» Required action
Word for word, return the lines from the top of the listing to the line containing "let settings = match", both ends included, and no others.

» Extracted material

────────────────

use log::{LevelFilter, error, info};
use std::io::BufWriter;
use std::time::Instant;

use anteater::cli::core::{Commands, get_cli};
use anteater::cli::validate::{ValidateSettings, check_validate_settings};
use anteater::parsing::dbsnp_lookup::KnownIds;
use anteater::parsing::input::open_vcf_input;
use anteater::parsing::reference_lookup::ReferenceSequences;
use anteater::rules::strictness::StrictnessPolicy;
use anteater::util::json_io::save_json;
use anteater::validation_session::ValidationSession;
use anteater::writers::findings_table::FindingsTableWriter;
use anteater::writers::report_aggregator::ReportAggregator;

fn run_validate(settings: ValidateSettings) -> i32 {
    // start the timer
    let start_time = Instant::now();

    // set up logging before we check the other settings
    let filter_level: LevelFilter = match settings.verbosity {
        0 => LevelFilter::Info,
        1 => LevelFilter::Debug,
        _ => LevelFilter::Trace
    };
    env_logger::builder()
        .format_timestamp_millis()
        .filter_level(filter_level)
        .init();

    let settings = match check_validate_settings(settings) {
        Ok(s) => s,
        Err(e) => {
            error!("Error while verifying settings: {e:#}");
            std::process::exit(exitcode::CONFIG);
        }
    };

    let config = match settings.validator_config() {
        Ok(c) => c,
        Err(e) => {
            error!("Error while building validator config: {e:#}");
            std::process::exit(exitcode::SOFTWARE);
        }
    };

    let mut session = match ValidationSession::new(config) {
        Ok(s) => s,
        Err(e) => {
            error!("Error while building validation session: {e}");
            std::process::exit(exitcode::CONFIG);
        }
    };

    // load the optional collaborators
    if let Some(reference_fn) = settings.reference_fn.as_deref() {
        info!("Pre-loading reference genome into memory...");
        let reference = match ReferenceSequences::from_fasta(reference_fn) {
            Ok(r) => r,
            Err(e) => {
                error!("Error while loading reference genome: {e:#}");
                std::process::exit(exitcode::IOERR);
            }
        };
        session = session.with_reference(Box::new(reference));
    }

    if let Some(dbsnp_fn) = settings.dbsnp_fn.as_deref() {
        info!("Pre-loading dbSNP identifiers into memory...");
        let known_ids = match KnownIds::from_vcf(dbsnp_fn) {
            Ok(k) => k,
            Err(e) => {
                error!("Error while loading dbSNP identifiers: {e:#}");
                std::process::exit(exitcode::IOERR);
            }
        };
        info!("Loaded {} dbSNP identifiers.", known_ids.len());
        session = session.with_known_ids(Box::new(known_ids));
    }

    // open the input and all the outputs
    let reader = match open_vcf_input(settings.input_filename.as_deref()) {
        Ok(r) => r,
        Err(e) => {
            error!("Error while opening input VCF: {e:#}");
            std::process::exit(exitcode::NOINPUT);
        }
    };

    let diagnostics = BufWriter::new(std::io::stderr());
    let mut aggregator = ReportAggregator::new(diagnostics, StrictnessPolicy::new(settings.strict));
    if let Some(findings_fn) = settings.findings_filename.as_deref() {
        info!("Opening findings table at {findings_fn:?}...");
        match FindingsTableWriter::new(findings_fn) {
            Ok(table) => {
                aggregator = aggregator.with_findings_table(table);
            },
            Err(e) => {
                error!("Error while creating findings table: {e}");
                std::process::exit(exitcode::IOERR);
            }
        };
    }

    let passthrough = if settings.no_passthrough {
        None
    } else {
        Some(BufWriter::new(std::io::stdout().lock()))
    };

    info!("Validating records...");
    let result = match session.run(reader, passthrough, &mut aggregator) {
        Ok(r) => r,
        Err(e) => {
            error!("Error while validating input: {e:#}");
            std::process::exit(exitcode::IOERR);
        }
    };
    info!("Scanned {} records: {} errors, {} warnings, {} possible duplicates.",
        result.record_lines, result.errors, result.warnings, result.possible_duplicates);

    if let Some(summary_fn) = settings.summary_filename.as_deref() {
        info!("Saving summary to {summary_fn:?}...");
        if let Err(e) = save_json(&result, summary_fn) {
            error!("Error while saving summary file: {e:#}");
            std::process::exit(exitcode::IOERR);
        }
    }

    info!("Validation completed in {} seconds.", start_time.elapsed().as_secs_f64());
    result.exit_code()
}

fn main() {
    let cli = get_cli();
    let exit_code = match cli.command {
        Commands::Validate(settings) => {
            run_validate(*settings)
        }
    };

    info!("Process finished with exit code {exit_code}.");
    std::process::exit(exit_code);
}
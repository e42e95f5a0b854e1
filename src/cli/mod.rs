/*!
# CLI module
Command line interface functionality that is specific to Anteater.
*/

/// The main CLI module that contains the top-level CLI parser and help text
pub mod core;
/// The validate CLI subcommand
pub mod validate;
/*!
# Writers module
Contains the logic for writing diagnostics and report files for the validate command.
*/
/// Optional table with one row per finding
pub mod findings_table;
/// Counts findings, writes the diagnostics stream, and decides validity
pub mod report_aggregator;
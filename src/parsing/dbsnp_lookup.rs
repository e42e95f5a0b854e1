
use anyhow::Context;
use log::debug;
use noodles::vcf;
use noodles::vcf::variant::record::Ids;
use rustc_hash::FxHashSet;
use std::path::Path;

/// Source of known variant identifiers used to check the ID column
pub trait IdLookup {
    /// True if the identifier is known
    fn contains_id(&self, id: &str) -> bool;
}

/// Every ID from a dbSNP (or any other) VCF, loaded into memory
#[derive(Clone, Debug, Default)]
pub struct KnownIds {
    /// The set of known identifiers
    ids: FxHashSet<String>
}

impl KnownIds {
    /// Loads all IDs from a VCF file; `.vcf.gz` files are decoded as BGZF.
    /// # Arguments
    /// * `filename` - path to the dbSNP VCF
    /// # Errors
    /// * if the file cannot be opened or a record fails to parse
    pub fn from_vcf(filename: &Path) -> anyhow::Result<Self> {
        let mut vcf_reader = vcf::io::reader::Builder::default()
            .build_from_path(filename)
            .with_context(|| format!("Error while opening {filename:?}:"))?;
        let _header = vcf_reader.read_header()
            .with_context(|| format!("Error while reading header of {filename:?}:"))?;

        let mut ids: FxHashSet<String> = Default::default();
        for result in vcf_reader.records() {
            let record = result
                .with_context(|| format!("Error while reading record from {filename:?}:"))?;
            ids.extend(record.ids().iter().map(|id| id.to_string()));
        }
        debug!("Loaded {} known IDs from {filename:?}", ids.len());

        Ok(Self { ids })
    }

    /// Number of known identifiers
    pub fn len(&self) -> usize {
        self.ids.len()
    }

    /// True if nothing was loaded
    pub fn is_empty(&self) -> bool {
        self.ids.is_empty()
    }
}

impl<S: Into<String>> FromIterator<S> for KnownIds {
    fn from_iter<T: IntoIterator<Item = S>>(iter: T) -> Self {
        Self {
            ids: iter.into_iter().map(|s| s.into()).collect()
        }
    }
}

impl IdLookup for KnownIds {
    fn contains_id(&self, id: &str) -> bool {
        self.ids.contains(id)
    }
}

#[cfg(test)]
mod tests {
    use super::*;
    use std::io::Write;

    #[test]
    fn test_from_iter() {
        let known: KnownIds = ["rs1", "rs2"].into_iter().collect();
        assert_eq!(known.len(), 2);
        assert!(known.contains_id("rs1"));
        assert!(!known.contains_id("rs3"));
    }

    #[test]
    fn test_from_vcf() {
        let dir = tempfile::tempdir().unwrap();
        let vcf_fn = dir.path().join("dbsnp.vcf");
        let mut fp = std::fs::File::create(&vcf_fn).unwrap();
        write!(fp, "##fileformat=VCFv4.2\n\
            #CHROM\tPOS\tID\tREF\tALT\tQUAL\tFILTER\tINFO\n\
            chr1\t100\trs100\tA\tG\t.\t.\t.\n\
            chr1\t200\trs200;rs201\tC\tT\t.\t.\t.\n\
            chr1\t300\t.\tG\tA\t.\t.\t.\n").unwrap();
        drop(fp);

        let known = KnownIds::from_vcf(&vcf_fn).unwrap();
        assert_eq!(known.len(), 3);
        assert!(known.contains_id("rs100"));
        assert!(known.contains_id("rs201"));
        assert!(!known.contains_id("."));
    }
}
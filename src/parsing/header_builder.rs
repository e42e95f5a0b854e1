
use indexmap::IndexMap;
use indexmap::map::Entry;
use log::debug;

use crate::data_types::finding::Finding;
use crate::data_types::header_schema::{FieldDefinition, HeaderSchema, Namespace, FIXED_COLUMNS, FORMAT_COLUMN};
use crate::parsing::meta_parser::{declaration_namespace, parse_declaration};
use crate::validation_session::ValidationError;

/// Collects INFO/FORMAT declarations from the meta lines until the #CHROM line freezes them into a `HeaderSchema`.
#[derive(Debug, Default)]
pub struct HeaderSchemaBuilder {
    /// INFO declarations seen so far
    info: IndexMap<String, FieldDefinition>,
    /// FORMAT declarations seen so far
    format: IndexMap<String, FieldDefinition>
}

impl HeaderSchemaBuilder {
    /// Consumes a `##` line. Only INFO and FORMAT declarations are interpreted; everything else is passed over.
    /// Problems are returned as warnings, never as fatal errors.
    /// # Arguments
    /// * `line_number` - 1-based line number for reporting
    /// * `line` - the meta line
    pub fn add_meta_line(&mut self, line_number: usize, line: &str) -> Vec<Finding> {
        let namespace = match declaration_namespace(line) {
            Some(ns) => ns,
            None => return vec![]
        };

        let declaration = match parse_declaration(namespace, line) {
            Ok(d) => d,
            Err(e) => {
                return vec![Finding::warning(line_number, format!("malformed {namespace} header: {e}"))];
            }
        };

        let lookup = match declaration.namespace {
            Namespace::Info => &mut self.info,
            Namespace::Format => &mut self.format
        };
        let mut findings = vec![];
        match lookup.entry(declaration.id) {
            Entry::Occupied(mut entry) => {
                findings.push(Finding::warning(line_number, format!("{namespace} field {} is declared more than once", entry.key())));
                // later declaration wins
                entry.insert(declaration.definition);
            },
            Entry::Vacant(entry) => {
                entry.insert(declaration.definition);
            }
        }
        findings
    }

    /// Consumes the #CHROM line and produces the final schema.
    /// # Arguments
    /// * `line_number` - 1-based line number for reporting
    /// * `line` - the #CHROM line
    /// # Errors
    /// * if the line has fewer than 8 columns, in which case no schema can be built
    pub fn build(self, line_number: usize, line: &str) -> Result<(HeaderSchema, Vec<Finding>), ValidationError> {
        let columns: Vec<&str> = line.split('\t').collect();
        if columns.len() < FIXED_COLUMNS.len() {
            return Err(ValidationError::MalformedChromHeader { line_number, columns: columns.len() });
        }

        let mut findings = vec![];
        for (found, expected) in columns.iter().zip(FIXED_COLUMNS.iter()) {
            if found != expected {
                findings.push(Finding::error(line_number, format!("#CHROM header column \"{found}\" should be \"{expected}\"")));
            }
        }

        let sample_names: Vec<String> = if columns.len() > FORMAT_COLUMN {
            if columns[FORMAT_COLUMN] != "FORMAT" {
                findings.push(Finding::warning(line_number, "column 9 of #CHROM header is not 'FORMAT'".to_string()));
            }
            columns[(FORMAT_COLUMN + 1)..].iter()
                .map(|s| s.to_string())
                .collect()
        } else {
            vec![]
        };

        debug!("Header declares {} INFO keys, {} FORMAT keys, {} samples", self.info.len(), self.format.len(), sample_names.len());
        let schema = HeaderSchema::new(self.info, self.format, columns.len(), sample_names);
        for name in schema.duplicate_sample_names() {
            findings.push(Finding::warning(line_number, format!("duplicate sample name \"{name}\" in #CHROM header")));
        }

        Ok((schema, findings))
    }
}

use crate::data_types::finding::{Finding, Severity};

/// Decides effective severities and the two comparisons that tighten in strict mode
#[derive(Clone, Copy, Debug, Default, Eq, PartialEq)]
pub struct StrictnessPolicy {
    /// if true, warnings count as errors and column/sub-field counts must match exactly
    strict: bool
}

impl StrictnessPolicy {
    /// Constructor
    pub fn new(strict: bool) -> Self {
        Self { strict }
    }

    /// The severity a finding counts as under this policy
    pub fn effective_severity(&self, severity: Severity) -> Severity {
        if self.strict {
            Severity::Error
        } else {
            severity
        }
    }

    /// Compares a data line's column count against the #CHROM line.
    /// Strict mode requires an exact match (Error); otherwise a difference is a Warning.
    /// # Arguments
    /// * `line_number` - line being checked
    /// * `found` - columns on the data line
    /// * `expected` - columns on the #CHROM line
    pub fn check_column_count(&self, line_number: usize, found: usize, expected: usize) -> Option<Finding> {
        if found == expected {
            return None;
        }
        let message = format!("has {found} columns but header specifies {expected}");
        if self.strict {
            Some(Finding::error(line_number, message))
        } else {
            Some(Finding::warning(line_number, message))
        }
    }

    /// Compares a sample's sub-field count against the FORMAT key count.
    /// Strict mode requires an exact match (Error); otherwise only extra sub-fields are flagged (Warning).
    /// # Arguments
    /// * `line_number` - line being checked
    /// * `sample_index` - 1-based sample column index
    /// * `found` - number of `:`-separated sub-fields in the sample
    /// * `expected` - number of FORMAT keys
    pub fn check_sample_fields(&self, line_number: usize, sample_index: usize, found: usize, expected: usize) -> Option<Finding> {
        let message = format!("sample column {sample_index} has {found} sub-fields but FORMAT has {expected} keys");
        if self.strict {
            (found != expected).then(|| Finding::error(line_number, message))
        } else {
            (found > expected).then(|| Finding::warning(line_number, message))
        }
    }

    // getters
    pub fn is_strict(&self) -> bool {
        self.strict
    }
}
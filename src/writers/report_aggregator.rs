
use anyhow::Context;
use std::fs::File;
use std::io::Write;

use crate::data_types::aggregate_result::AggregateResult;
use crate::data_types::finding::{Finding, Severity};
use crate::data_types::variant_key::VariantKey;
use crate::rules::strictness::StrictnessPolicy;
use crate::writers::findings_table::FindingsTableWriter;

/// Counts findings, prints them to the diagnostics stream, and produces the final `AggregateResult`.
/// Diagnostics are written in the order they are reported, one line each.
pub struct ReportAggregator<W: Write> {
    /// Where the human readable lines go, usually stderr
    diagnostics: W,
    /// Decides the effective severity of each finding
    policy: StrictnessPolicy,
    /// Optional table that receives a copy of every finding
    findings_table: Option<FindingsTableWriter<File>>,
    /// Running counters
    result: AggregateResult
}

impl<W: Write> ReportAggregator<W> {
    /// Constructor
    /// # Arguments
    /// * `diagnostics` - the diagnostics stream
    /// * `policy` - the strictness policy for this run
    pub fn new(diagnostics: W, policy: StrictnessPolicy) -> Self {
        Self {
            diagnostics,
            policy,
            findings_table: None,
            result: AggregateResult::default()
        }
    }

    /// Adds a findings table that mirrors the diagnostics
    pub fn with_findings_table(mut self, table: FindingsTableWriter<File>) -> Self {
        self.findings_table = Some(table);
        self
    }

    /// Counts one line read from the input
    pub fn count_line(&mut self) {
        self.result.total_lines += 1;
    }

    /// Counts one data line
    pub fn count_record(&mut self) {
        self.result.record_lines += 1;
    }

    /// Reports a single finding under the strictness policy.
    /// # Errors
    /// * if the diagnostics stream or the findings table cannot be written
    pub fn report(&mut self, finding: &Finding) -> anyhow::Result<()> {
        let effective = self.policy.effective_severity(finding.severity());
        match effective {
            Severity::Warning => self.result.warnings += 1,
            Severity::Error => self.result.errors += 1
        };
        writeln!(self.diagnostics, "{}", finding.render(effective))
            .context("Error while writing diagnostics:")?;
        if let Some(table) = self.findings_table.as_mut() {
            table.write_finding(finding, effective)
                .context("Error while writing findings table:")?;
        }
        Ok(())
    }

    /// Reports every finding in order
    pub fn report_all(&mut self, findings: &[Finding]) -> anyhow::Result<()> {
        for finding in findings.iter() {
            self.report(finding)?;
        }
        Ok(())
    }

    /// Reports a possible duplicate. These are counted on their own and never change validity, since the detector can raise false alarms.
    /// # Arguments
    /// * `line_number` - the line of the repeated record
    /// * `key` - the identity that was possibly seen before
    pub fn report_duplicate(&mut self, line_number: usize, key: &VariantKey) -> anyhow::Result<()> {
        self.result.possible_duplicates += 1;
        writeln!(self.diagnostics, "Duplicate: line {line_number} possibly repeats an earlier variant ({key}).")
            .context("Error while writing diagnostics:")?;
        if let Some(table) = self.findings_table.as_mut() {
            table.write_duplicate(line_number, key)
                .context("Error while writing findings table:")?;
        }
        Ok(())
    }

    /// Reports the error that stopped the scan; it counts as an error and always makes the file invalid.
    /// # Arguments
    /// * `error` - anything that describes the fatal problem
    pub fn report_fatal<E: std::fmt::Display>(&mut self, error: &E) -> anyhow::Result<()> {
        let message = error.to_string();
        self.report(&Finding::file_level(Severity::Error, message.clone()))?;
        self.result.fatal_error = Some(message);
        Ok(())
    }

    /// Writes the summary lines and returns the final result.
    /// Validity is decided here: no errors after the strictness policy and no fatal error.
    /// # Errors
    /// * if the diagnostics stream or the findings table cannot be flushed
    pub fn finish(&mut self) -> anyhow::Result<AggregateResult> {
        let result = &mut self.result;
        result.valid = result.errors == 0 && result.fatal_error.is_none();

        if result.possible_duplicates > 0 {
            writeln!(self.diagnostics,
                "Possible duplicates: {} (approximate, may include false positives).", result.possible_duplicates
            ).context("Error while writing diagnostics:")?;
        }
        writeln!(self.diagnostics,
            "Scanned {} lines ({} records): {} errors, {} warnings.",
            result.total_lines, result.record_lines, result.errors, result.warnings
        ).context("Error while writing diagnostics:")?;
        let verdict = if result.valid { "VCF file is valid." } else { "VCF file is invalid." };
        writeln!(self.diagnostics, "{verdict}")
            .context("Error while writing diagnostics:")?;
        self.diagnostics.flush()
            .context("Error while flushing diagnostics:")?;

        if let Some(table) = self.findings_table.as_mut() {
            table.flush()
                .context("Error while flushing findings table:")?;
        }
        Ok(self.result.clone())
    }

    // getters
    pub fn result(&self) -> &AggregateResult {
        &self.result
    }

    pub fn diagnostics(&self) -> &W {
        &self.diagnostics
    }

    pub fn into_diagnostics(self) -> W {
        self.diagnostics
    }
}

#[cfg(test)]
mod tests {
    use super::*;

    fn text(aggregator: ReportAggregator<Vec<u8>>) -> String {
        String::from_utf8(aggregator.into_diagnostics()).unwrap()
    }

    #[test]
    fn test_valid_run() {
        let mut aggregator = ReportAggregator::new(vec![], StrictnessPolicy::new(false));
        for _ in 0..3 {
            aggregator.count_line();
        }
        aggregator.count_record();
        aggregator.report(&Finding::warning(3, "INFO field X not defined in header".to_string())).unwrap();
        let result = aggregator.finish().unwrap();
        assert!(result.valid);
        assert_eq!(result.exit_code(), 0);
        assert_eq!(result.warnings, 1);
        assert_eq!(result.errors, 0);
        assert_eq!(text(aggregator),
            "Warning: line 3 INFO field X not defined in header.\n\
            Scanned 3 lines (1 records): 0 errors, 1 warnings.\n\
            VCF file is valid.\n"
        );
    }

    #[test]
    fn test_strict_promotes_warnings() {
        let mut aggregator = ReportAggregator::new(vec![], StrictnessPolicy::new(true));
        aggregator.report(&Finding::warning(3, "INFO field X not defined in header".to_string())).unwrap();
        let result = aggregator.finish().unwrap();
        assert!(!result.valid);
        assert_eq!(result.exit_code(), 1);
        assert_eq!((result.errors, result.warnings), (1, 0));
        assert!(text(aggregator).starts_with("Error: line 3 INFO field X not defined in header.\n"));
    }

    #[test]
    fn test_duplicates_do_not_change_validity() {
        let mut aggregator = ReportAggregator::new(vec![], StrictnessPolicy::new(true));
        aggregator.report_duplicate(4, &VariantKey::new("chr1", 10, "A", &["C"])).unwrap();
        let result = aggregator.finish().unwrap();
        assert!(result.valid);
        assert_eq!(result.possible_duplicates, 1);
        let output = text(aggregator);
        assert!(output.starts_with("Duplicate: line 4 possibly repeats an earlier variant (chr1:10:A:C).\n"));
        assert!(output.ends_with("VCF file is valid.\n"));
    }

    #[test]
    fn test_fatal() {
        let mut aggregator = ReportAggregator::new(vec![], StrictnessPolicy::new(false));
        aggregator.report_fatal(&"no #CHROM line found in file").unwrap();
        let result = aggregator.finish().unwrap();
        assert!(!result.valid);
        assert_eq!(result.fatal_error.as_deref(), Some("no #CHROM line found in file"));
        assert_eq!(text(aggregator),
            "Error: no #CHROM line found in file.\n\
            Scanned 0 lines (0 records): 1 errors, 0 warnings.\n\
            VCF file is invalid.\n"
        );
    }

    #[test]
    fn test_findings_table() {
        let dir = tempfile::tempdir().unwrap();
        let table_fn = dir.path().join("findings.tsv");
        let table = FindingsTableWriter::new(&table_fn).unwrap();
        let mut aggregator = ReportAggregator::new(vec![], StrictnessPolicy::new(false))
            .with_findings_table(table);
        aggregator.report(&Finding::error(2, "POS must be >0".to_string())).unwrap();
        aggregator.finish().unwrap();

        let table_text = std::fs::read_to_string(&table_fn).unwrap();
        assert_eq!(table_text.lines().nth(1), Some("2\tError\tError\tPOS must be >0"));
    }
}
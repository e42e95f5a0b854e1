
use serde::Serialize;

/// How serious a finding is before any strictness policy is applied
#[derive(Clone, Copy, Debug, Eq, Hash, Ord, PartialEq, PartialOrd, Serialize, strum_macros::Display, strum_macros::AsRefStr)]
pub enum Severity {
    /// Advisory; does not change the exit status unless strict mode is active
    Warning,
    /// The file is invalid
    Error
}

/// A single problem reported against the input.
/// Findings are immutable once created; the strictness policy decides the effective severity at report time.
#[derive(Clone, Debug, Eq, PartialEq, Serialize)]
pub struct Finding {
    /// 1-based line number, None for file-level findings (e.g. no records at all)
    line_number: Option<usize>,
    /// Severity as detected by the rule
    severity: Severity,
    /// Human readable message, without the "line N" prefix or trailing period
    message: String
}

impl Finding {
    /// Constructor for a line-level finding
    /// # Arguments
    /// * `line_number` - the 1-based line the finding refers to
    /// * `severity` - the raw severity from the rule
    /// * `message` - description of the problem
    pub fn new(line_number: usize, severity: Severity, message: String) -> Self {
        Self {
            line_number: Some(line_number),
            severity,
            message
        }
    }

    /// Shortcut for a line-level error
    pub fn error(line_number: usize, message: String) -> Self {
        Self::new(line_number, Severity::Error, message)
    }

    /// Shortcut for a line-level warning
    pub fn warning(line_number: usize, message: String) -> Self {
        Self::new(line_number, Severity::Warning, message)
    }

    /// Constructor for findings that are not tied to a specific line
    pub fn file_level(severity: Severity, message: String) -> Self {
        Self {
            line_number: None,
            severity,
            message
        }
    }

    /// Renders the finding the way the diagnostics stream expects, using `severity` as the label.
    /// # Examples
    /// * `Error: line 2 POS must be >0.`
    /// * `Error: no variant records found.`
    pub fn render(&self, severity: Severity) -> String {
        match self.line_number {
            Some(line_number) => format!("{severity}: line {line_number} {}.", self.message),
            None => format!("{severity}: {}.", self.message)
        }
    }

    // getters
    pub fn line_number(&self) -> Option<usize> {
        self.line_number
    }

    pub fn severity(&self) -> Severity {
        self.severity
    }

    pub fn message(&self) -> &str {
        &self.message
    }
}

────────────────

» Answer space
use log::{LevelFilter, error, info};
use std::io::BufWriter;
use std::time::Instant;

use anteater::cli::core::{Commands, get_cli};
use anteater::cli::validate::{ValidateSettings, check_validate_settings};
use anteater::parsing::dbsnp_lookup::KnownIds;
use anteater::parsing::input::open_vcf_input;
use anteater::parsing::reference_lookup::ReferenceSequences;
use anteater::rules::strictness::StrictnessPolicy;
use anteater::util::json_io::save_json;
use anteater::validation_session::ValidationSession;
use anteater::writers::findings_table::FindingsTableWriter;
use anteater::writers::report_aggregator::ReportAggregator;

fn run_validate(settings: ValidateSettings) -> i32 {
    // start the timer
    let start_time = Instant::now();

    // set up logging before we check the other settings
    let filter_level: LevelFilter = match settings.verbosity {
        0 => LevelFilter::Info,
        1 => LevelFilter::Debug,
        _ => LevelFilter::Trace
    };
    env_logger::builder()
        .format_timestamp_millis()
        .filter_level(filter_level)
        .init();

    let settings = match check_validate_settings(settings) {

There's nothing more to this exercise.